■ TRY IT
Among the records below, find the lines that hold the word "name" and report how many there are, with no other words.

Records drawn from a dataset:
//! Command-line interface tests
//!
//! Every subcommand prints step output as JSON on stdout; diagnostics and
//! diffs go to stderr.

use serde_json::{json, Value};
use std::fs;
use std::path::Path;
use std::process::{Command, Output};
use tempfile::TempDir;

fn patchflow(args: &[&str]) -> Output {
    Command::new(env!("CARGO_BIN_EXE_patchflow"))
        .args(args)
        .env_remove("RUST_LOG")
        .output()
        .expect("Failed to run patchflow")
}

fn stdout_json(output: &Output) -> Value {
    assert!(
        output.status.success(),
        "command failed: {}",
        String::from_utf8_lossy(&output.stderr)
    );
    serde_json::from_slice(&output.stdout).expect("stdout is not JSON")
}

fn path_arg(path: &Path) -> &str {
    path.to_str().expect("temp paths are UTF-8")
}

fn setup_workspace() -> TempDir {
    let dir = TempDir::new().unwrap();
    fs::write(
        dir.path().join("app.py"),
        "def greet(name):\n    return f\"hi {name}\"\n\n\ndef part(name):\n    return name\n",
    )
    .unwrap();
    fs::write(dir.path().join("notes.txt"), "line 1\nline 2\nline 3\n").unwrap();
    dir
}

#[test]
fn test_cli_help() {
    let output = patchflow(&["--help"]);
    assert!(output.status.success());
    let stdout = String::from_utf8_lossy(&output.stdout);
    for command in ["extract", "comment-contexts", "modify", "modify-once", "read-file"] {
        assert!(stdout.contains(command), "help is missing {command}");
    }
}

#[test]
fn test_cli_extract_functions() {
    let dir = setup_workspace();
    let output = patchflow(&["extract", "--base-path", path_arg(dir.path()), "-g", "FUNCTION"]);
    let json = stdout_json(&output);

    let records = json["files_to_patch"].as_array().unwrap();
    assert_eq!(records.len(), 2);
    assert!(records[0]["uri"].as_str().unwrap().ends_with("app.py"));
    assert_eq!(records[0]["startLine"], 0);
    assert_eq!(records[0]["endLine"], 2);
    assert_eq!(records[1]["startLine"], 4);
    assert_eq!(records[1]["affectedCode"], "def part(name):\n    return name\n");
}

#[test]
fn test_cli_extract_full_file() {
    let dir = setup_workspace();
    let output = patchflow(&["extract", "--base-path", path_arg(dir.path()), "-g", "full_file"]);
    let json = stdout_json(&output);
    assert_eq!(json["files_to_patch"].as_array().unwrap().len(), 2);
}

#[test]
fn test_cli_comment_contexts() {
    let dir = setup_workspace();
    let output = patchflow(&["comment-contexts", "--base-path", path_arg(dir.path())]);
    let json = stdout_json(&output);

    let records = json["files_to_patch"].as_array().unwrap();
    assert_eq!(records.len(), 2);
    assert_eq!(records[0]["startLine"], 1);
    assert_eq!(records[0]["endLine"], 1);
    assert!(records[0]["commentFormat"].as_str().unwrap().contains("\"\"\""));
}

#[test]
fn test_cli_modify_from_inputs_file() {
    let dir = setup_workspace();
    let target = dir.path().join("notes.txt");
    let inputs = dir.path().join("inputs.json");
    fs::write(
        &inputs,
        json!({
            "files_to_patch": [{"uri": target, "startLine": 1, "endLine": 2}],
            "extracted_responses": [{"patch": "new line", "reason": "typo"}]
        })
        .to_string(),
    )
    .unwrap();

    let output = patchflow(&["modify", "--inputs", path_arg(&inputs), "--diff"]);
    let json = stdout_json(&output);

    let modified = json["modified_code_files"].as_array().unwrap();
    assert_eq!(modified.len(), 1);
    assert_eq!(modified[0]["reason"], "typo");
    assert_eq!(fs::read_to_string(&target).unwrap(), "line 1\nnew line\nline 3\n");

    let stderr = String::from_utf8_lossy(&output.stderr);
    assert!(stderr.contains("@@ -1,3 +1,3 @@"));
    assert!(stderr.contains("-line 2"));
    assert!(stderr.contains("+new line"));
    assert!(!String::from_utf8_lossy(&output.stdout).contains("+new line"));
}

#[test]
fn test_cli_modify_nothing_to_do() {
    let dir = setup_workspace();
    let inputs = dir.path().join("inputs.json");
    fs::write(&inputs, r#"{"files_to_patch": [], "extracted_responses": []}"#).unwrap();

    let output = patchflow(&["modify", "--inputs", path_arg(&inputs)]);
    let json = stdout_json(&output);
    assert_eq!(json["modified_code_files"], json!([]));
    assert!(String::from_utf8_lossy(&output.stderr).contains("Skipped"));
}

#[test]
fn test_cli_modify_once() {
    let dir = setup_workspace();
    let target = dir.path().join("notes.txt");
    let output = patchflow(&[
        "modify-once",
        "--file-path",
        path_arg(&target),
        "--start-line",
        "0",
        "--end-line",
        "1",
        "--new-code",
        "first",
    ]);
    let json = stdout_json(&output);

    assert_eq!(json["start_line"], 0);
    assert_eq!(json["patch"], "first");
    assert_eq!(fs::read_to_string(&target).unwrap(), "first\nline 2\nline 3\n");
}

#[test]
fn test_cli_modify_once_without_code_is_skipped() {
    let dir = setup_workspace();
    let target = dir.path().join("notes.txt");
    let output = patchflow(&["modify-once", "--file-path", path_arg(&target)]);
    let json = stdout_json(&output);

    assert_eq!(json, json!({}));
    assert!(String::from_utf8_lossy(&output.stderr).contains("No patch provided"));
    assert_eq!(fs::read_to_string(&target).unwrap(), "line 1\nline 2\nline 3\n");
}

#[test]
fn test_cli_read_file() {
    let dir = setup_workspace();
    let target = dir.path().join("notes.txt");
    let output = patchflow(&["read-file", "-f", path_arg(&target)]);
    let json = stdout_json(&output);
    assert_eq!(json["file_content"], "line 1\nline 2\nline 3\n");
}

#[test]
fn test_cli_missing_inputs_fail() {
    let output = patchflow(&["modify"]);
    assert!(!output.status.success());
    let stderr = String::from_utf8_lossy(&output.stderr);
    assert!(stderr.contains("missing required data"));
    assert!(stderr.contains("files_to_patch"));
}

#[test]
fn test_cli_rejects_inverted_range() {
    let dir = setup_workspace();
    let target = dir.path().join("notes.txt");
    let output = patchflow(&[
        "modify-once",
        "--file-path",
        path_arg(&target),
        "--start-line",
        "2",
        "--end-line",
        "1",
        "--new-code",
        "x",
    ]);
    assert!(!output.status.success());
    assert_eq!(fs::read_to_string(&target).unwrap(), "line 1\nline 2\nline 3\n");
}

■ ANSWER AREA
2